- [Task brief] Your reply should consist solely of the lines from the start of the material below through the line containing "let mut seq = Vec::with_capacity(len);", reproduced exactly.

=== Materials provided ===

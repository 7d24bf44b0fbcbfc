use criterion::{black_box, criterion_group, criterion_main, Criterion};

use fmsearch_rust::index::fm::{BiFmIndex, BuildOpts};
use fmsearch_rust::index::sa;
use fmsearch_rust::scheme::{expand, generator};
use fmsearch_rust::search::{search_query, SearchOpts};

fn make_reference(len: usize) -> Vec<u8> {
    // 排名编码（1:A 2:C 3:G 4:T）的确定性随机序列
    let mut seq = Vec::with_capacity(len);
    let mut x: u32 = 42;
    for _ in 0..len {
        x = x.wrapping_mul(1_103_515_245).wrapping_add(12_345);
        seq.push(1 + ((x >> 16) % 4) as u8);
    }
    seq
}

fn build_index(len: usize) -> BiFmIndex {
    let refs = vec![make_reference(len)];
    BiFmIndex::build(&refs, BuildOpts::default()).unwrap()
}

fn bench_build_sa(c: &mut Criterion) {
    let mut text = make_reference(10_000);
    text.push(0);

    c.bench_function("build_sa_10k", |b| {
        b.iter(|| {
            black_box(sa::build_sa(black_box(&text)));
        })
    });
}

fn bench_backward_search(c: &mut Criterion) {
    let reference = make_reference(10_000);
    let index = build_index(10_000);
    let pattern = reference[100..120].to_vec();

    c.bench_function("backward_search_20bp", |b| {
        b.iter(|| {
            black_box(index.backward_search(black_box(&pattern)));
        })
    });
}

fn bench_scheme_search_k2(c: &mut Criterion) {
    let reference = make_reference(10_000);
    let index = build_index(10_000);
    let query = reference[500..600].to_vec();
    let entry = generator::get("h2-k2").unwrap();
    let scheme = (entry.generate)(0, 2, 4, index.size()).unwrap();
    let parts = expand::uniform_parts(scheme[0].parts(), query.len()).unwrap();

    c.bench_function("scheme_search_100bp_k2", |b| {
        b.iter(|| {
            let mut hits = 0usize;
            search_query(
                black_box(&index),
                black_box(&query),
                &scheme,
                &parts,
                SearchOpts::default(),
                &mut |cur, _| hits += cur.len,
            );
            black_box(hits);
        })
    });
}

fn bench_locate(c: &mut Criterion) {
    let index = build_index(10_000);

    c.bench_function("locate_full_sweep_1k", |b| {
        b.iter(|| {
            let mut acc = 0usize;
            for row in 0..1000 {
                let (entry, offset) = index.locate(black_box(row));
                acc += entry.pos as usize + offset;
            }
            black_box(acc);
        })
    });
}

criterion_group!(
    benches,
    bench_build_sa,
    bench_backward_search,
    bench_scheme_search_k2,
    bench_locate
);
criterion_main!(benches);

===

- [Response for this exercise]
repository 7d24bf44b0fbcbfc
use criterion::{black_box, criterion_group, criterion_main, Criterion};

use fmsearch_rust::index::fm::{BiFmIndex, BuildOpts};
use fmsearch_rust::index::sa;
use fmsearch_rust::scheme::{expand, generator};
use fmsearch_rust::search::{search_query, SearchOpts};

fn make_reference(len: usize) -> Vec<u8> {
    // 排名编码（1:A 2:C 3:G 4:T）的确定性随机序列
    let mut seq = Vec::with_capacity(len);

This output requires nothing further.